By the record of table 1 it is found that enclose the ion of per unit film thickness through energy barrier be 300J/mol/ μm or more and The nonaqueous electrolytic solution secondary battery manufactured in 900J/mol/ μm of Examples 1 to 6 below spacer (polyolefin porous membrane) Nonaqueous electrolytic solution secondary battery penetrates energy barrier to be made in the comparative example 1 outside above-mentioned range with the ion for enclosing per unit film thickness The nonaqueous electrolytic solution secondary battery of the nonaqueous electrolytic solution secondary battery made spacer is compared, the electrode resistance after 100 cycles Increment rate is low, and cycle characteristics is more excellent.

Industrial availability

As described above, having the non-water power of the nonaqueous electrolytic solution secondary battery spacer of an embodiment of the invention The cycle characteristics for solving liquid secondary battery is excellent.Therefore, it is possible to by the non-aqueous electrolyte secondary electricity of an embodiment of the invention The component that spacer is used in pond as nonaqueous electrolytic solution secondary battery effectively utilizes.

Claims (4)

1. a kind of nonaqueous electrolytic solution secondary battery spacer is that the nonaqueous electrolytic solution secondary battery comprising polyolefin porous membrane is used Spacer,

The ion of per unit film thickness is 300J/mol/ μm or more and 900J/mol/ μm or less through energy barrier.
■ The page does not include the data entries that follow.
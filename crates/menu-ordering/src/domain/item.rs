//! Item Entity
//!
//! A sellable menu item. Ownership by category is by foreign key.

use serde::{Deserialize, Serialize};

use super::entity::{CategoryId, Entity, ItemId, Ordered};

#[derive(Debug, Clone, PartialEq, Eq, Serialize, Deserialize)]
#[serde(rename_all = "camelCase")]
pub struct Item {
    pub id: ItemId,
    pub name: String,
    /// Price in minor currency units
    pub price: i64,
    /// Dense, zero-based position within the owning category
    pub order: u32,
    pub category_id: CategoryId,
}

impl Item {
    pub fn new(
        id: impl Into<ItemId>,
        name: impl Into<String>,
        price: i64,
        order: u32,
        category_id: impl Into<CategoryId>,
    ) -> Self {
        Self {
            id: id.into(),
            name: name.into(),
            price,
            order,
            category_id: category_id.into(),
        }
    }
}

impl Entity for Item {
    type Id = ItemId;

    fn id(&self) -> &Self::Id {
        &self.id
    }
}

impl Ordered for Item {
    fn order(&self) -> u32 {
        self.order
    }

    fn set_order(&mut self, order: u32) {
        self.order = order;
    }
}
2. nonaqueous electrolytic solution secondary battery spacer according to claim 1, in polyolefin porous membrane one side Or two sides has insulating properties porous layer.

3. a kind of nonaqueous electrolytic solution secondary battery component, to configure in order anode, non-water power as claimed in claim 1 or 2 Solution liquid secondary battery is formed with spacer and cathode.

4. a kind of nonaqueous electrolytic solution secondary battery has nonaqueous electrolytic solution secondary battery interval as claimed in claim 1 or 2 Part.